Liam mengembangkan senyumnya, "Cantik, gue suka, terutama matanya," ucap Liam tersenyum membayangkan wajah Alena.
Uhuk uhuk.. "HAA!"
***
Ke empat temannya memandang Alan aneh,
"Kenapa Lan?" Tanya Luke mewakilkan rasa penasaran ketiga temannya yang lain.
Alan menggaruk tengkuknya, jantungnya berdetak cepat karena gugup, "ehm kaget aja gue, hebat banget tuh cewek bisa bikin seorang Liam perduli,"
Ke empat temannya memandang Alan dengan tatapan mengintimidasi, terutama Liam yang sudah memasang tatapan tajamnya.

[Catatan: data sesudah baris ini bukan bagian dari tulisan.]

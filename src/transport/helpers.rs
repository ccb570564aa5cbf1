//! Convenience reads built from plain commands

use super::error::Result;
use super::serial::SerialLink;
use super::session::Session;
use crate::protocol::{CommandMessage, Error, Opcode, AD_BASE_ADDRESS, MAX_AD_ID};

impl<L: SerialLink> Session<L> {
    /// Read analog-digital converter channel `ad_id` (0-10)
    ///
    /// Channel 0 is the board's supply voltage monitor. Issues a 2-byte
    /// RAM-to-COM MOV from the converter block and decodes the
    /// little-endian sample.
    pub fn read_ad(&mut self, ad_id: u8) -> Result<u16> {
        if ad_id > MAX_AD_ID {
            return Err(Error::InvalidParameter {
                name: "AD channel",
                value: ad_id.into(),
                min: 0,
                max: MAX_AD_ID.into(),
            }
            .into());
        }
        let mut command = CommandMessage::new(Opcode::Mov);
        command.set_source_ram(AD_BASE_ADDRESS + 2 * u16::from(ad_id), 2)?;
        command.set_destination_com()?;

        let mut sample = [0u8; 2];
        self.send(&command, Some(&mut sample))?;
        Ok(u16::from_le_bytes(sample))
    }
}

Mereka mengangguk lalu mengalihkan pandangan masing-masing. Tentu mereka tak semudah itu percaya begitu saja, Alan, lelaki itu sangat bisa mengontrol emosinya, dan hanya karena terkejut dia bisa memekikkan kata 'Gila' sedangkan Samuel yang paling heboh diantara mereka saja hanya bereaksi dengan membuka mulutnya.

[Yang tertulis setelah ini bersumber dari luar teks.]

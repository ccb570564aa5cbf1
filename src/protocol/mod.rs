//! RCB-4 command message model
//!
//! This module provides the opcode table, operand encodings, and the
//! command message builder. It is pure: no I/O, no timing.

mod command;
mod error;
mod operand;
mod servo;
mod types;

pub use command::CommandMessage;
pub use error::{Error, Result};
pub use operand::{Destination, Source};
pub use servo::{ServoEntry, ServoSet};
pub use types::{Conditions, DestKind, Opcode, SourceKind};

/// Status byte for an accepted command
pub const ACK: u8 = 0x06;

/// Status byte for a rejected command
pub const NACK: u8 = 0x15;

/// Highest addressable byte of board RAM
pub const MAX_RAM_ADDRESS: u16 = 0x048F;

/// Highest addressable byte of board ROM
pub const MAX_ROM_ADDRESS: u32 = 0x03_FFFF;

/// Number of ICS servo-bus slots (wire ids 0-35, public ids 1-36)
pub const ICS_COUNT: u8 = 36;

/// Largest data size an ICS_WRITE command may carry
pub const MAX_ICS_WRITE_SIZE: u8 = 64;

/// Largest frame the board accepts, size and checksum bytes included
pub const MAX_FRAME_SIZE: u8 = 128;

/// Largest literal source, in bytes
pub const MAX_LITERAL_LEN: usize = 121;

/// RAM base address of the analog-digital converter block
pub const AD_BASE_ADDRESS: u16 = 0x0022;

/// Highest analog-digital converter id
pub const MAX_AD_ID: u8 = 10;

"Gue nggak perduli sama dia," bantah Liam tak terima.
"Hahaha gak perduli-gak perduli ntar ujung-ujungnya bucin," ledek Luke tersenyum yang menurut Liam sangat menyebalkan. Ingin rasanya Liam mencekik leher Luke jika todak mengingat dia adalah salah satu teman laknatnya.

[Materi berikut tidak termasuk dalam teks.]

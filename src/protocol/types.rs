//! RCB-4 opcodes, operand kinds, and jump conditions

use std::fmt;

/// RCB-4 instruction opcodes
///
/// Each opcode fixes which operand setters on
/// [`CommandMessage`](super::CommandMessage) are legal. The control-flow
/// instructions (JMP 0x0B, CALL 0x0C, RET 0x0D) are not command messages;
/// the transport layer builds their fixed frames directly.
#[derive(Debug, Clone, Copy, PartialEq, Eq, Hash)]
#[repr(u8)]
pub enum Opcode {
    /// Copy source to destination
    Mov = 0x00,
    /// destination AND source
    And = 0x01,
    /// destination OR source
    Or = 0x02,
    /// destination XOR source
    Xor = 0x03,
    /// NOT destination
    Not = 0x04,
    /// destination shifted left or right
    Shift = 0x05,
    /// destination + source
    Add = 0x06,
    /// destination - source
    Sub = 0x07,
    /// destination * source
    Mul = 0x08,
    /// destination / source
    Div = 0x09,
    /// destination % source
    Mod = 0x0A,
    /// Raw ICS bus transfer staged through board RAM
    IcsWrite = 0x0E,
    /// Move one servo
    ServoSingle = 0x0F,
    /// Move several servos at one shared speed
    ServoConst = 0x10,
    /// Move several servos, each at its own speed
    ServoSeries = 0x11,
    /// Speed/stretch table. Accepted opcode with no encoder; every
    /// operation on it reports [`Error::Unimplemented`](super::Error).
    ServoSpeed = 0x12,
}

impl Opcode {
    /// Convert from the wire byte
    #[must_use]
    pub fn from_u8(value: u8) -> Option<Self> {
        match value {
            0x00 => Some(Self::Mov),
            0x01 => Some(Self::And),
            0x02 => Some(Self::Or),
            0x03 => Some(Self::Xor),
            0x04 => Some(Self::Not),
            0x05 => Some(Self::Shift),
            0x06 => Some(Self::Add),
            0x07 => Some(Self::Sub),
            0x08 => Some(Self::Mul),
            0x09 => Some(Self::Div),
            0x0A => Some(Self::Mod),
            0x0E => Some(Self::IcsWrite),
            0x0F => Some(Self::ServoSingle),
            0x10 => Some(Self::ServoConst),
            0x11 => Some(Self::ServoSeries),
            0x12 => Some(Self::ServoSpeed),
            _ => None,
        }
    }

    /// Convert to the wire byte
    #[must_use]
    pub const fn as_u8(self) -> u8 {
        self as u8
    }

    /// AND, OR, XOR
    #[must_use]
    pub const fn is_logic(self) -> bool {
        matches!(self, Self::And | Self::Or | Self::Xor)
    }

    /// ADD through MOD
    #[must_use]
    pub const fn is_arithmetic(self) -> bool {
        matches!(
            self,
            Self::Add | Self::Sub | Self::Mul | Self::Div | Self::Mod
        )
    }

    /// Opcodes whose payload is `{type_byte, destination, source}`
    #[must_use]
    pub const fn is_transfer(self) -> bool {
        matches!(self, Self::Mov) || self.is_logic() || self.is_arithmetic()
    }

    /// Opcodes that accept a destination operand
    #[must_use]
    pub const fn has_destination(self) -> bool {
        self.is_transfer() || matches!(self, Self::Not | Self::Shift)
    }

    /// Only MOV and the arithmetic family may address COM
    #[must_use]
    pub const fn allows_com_destination(self) -> bool {
        matches!(self, Self::Mov) || self.is_arithmetic()
    }

    /// Opcodes that accept the suppress-write flag
    #[must_use]
    pub const fn allows_suppress(self) -> bool {
        self.is_logic() || self.is_arithmetic() || matches!(self, Self::Not | Self::Shift)
    }
}

impl fmt::Display for Opcode {
    fn fmt(&self, f: &mut fmt::Formatter<'_>) -> fmt::Result {
        let name = match self {
            Self::Mov => "MOV",
            Self::And => "AND",
            Self::Or => "OR",
            Self::Xor => "XOR",
            Self::Not => "NOT",
            Self::Shift => "SHIFT",
            Self::Add => "ADD",
            Self::Sub => "SUB",
            Self::Mul => "MUL",
            Self::Div => "DIV",
            Self::Mod => "MOD",
            Self::IcsWrite => "ICS_WRITE",
            Self::ServoSingle => "SERVO_SINGLE",
            Self::ServoConst => "SERVO_CONST",
            Self::ServoSeries => "SERVO_SERIES",
            Self::ServoSpeed => "SERVO_SPEED",
        };
        write!(f, "{name}")
    }
}

/// Source operand kind, encoded in bits 0-1 of the transfer type byte
#[derive(Debug, Clone, Copy, PartialEq, Eq)]
#[repr(u8)]
pub enum SourceKind {
    /// Board RAM address
    Ram = 0x00,
    /// ICS bus offset/id
    Ics = 0x01,
    /// Inline literal bytes
    Literal = 0x02,
    /// Board ROM address
    Rom = 0x03,
}

/// Destination operand kind, encoded in bits 4-5 of the transfer type byte
#[derive(Debug, Clone, Copy, PartialEq, Eq)]
#[repr(u8)]
pub enum DestKind {
    /// Board RAM address
    Ram = 0x00,
    /// ICS bus offset/id
    Ics = 0x10,
    /// The serial channel back to the host
    Com = 0x20,
    /// Board ROM address
    Rom = 0x30,
}

/// Mask of the source-kind bits in the type byte
pub(crate) const SRC_MASK: u8 = 0x03;

/// Mask of the destination-kind bits in the type byte
pub(crate) const DST_MASK: u8 = 0x30;

/// Suppress-write flag: skip the destination store, still update CPU flags
pub(crate) const SUPPRESS_FLAG: u8 = 0x80;

/// Condition mask for JMP and CALL instructions
///
/// Combines one carry-flag predicate and one zero-flag predicate; either or
/// both may be left at "ignore". Only the low 4 bits reach the wire.
#[derive(Debug, Clone, Copy, Default, PartialEq, Eq)]
pub struct Conditions(u8);

impl Conditions {
    /// Unconditional (both flags ignored)
    pub const ALWAYS: Self = Self(0);

    const CARRY_TEST: u8 = 1 << 3;
    const CARRY_VALUE: u8 = 1 << 1;
    const ZERO_TEST: u8 = 1 << 2;
    const ZERO_VALUE: u8 = 1 << 0;

    /// Require the carry flag to be 1
    #[must_use]
    pub const fn carry_set(self) -> Self {
        Self(self.0 | Self::CARRY_TEST | Self::CARRY_VALUE)
    }

    /// Require the carry flag to be 0
    #[must_use]
    pub const fn carry_clear(self) -> Self {
        Self((self.0 | Self::CARRY_TEST) & !Self::CARRY_VALUE)
    }

    /// Require the zero flag to be 1
    #[must_use]
    pub const fn zero_set(self) -> Self {
        Self(self.0 | Self::ZERO_TEST | Self::ZERO_VALUE)
    }

    /// Require the zero flag to be 0
    #[must_use]
    pub const fn zero_clear(self) -> Self {
        Self((self.0 | Self::ZERO_TEST) & !Self::ZERO_VALUE)
    }

    /// The wire byte (low 4 bits)
    #[must_use]
    pub const fn as_u8(self) -> u8 {
        self.0 & 0x0F
    }
}

impl fmt::Display for Conditions {
    fn fmt(&self, f: &mut fmt::Formatter<'_>) -> fmt::Result {
        let mut parts = Vec::new();
        if self.0 & Self::CARRY_TEST != 0 {
            parts.push(if self.0 & Self::CARRY_VALUE != 0 {
                "C=1"
            } else {
                "C=0"
            });
        }
        if self.0 & Self::ZERO_TEST != 0 {
            parts.push(if self.0 & Self::ZERO_VALUE != 0 {
                "Z=1"
            } else {
                "Z=0"
            });
        }
        if parts.is_empty() {
            write!(f, "ALWAYS")
        } else {
            write!(f, "{}", parts.join(" & "))
        }
    }
}

#[cfg(test)]
mod tests {
    use super::*;

    #[test]
    fn opcode_roundtrip() {
        for byte in 0x00..=0x12u8 {
            if let Some(op) = Opcode::from_u8(byte) {
                assert_eq!(op.as_u8(), byte);
            }
        }
        // Control-flow bytes are not command opcodes.
        assert_eq!(Opcode::from_u8(0x0B), None);
        assert_eq!(Opcode::from_u8(0x0C), None);
        assert_eq!(Opcode::from_u8(0x0D), None);
    }

    #[test]
    fn opcode_families() {
        assert!(Opcode::Mov.is_transfer());
        assert!(Opcode::Xor.is_logic());
        assert!(Opcode::Mod.is_arithmetic());
        assert!(!Opcode::Not.is_transfer());
        assert!(Opcode::Not.has_destination());
        assert!(Opcode::Mov.allows_com_destination());
        assert!(!Opcode::And.allows_com_destination());
        assert!(!Opcode::Mov.allows_suppress());
        assert!(Opcode::Shift.allows_suppress());
    }

    #[test]
    fn condition_bits() {
        assert_eq!(Conditions::ALWAYS.as_u8(), 0x00);
        assert_eq!(Conditions::ALWAYS.carry_set().as_u8(), 0x0A);
        assert_eq!(Conditions::ALWAYS.carry_clear().as_u8(), 0x08);
        assert_eq!(Conditions::ALWAYS.zero_set().as_u8(), 0x05);
        assert_eq!(Conditions::ALWAYS.zero_clear().as_u8(), 0x04);
        assert_eq!(
            Conditions::ALWAYS.carry_set().zero_clear().as_u8(),
            0x0A | 0x04
        );
    }
}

Liam menatap Luke tajam membuat cowok dengan hampir 30 kekasih itu menyengir sembari menunjukkan dua jarinya peace.
"Btw, lo ketemu Alena dimana," tanya Alan kepo.
"Di lorong dekat kamar mandi, tuh cewek gak sengaja nabrak gue,"
"Te..te..rus lo apain?" Alan meneguk salivanya kasar, pasalnya dia tahu temannya satu ini sedikit brutal emm lebih cocok sangat brutal.
"Gue biarin aja, lagian dia gak sengaja juga," Liam meneguk es tehnya santai. Sedangkan ke empat temannya sudah melongo menatapnya.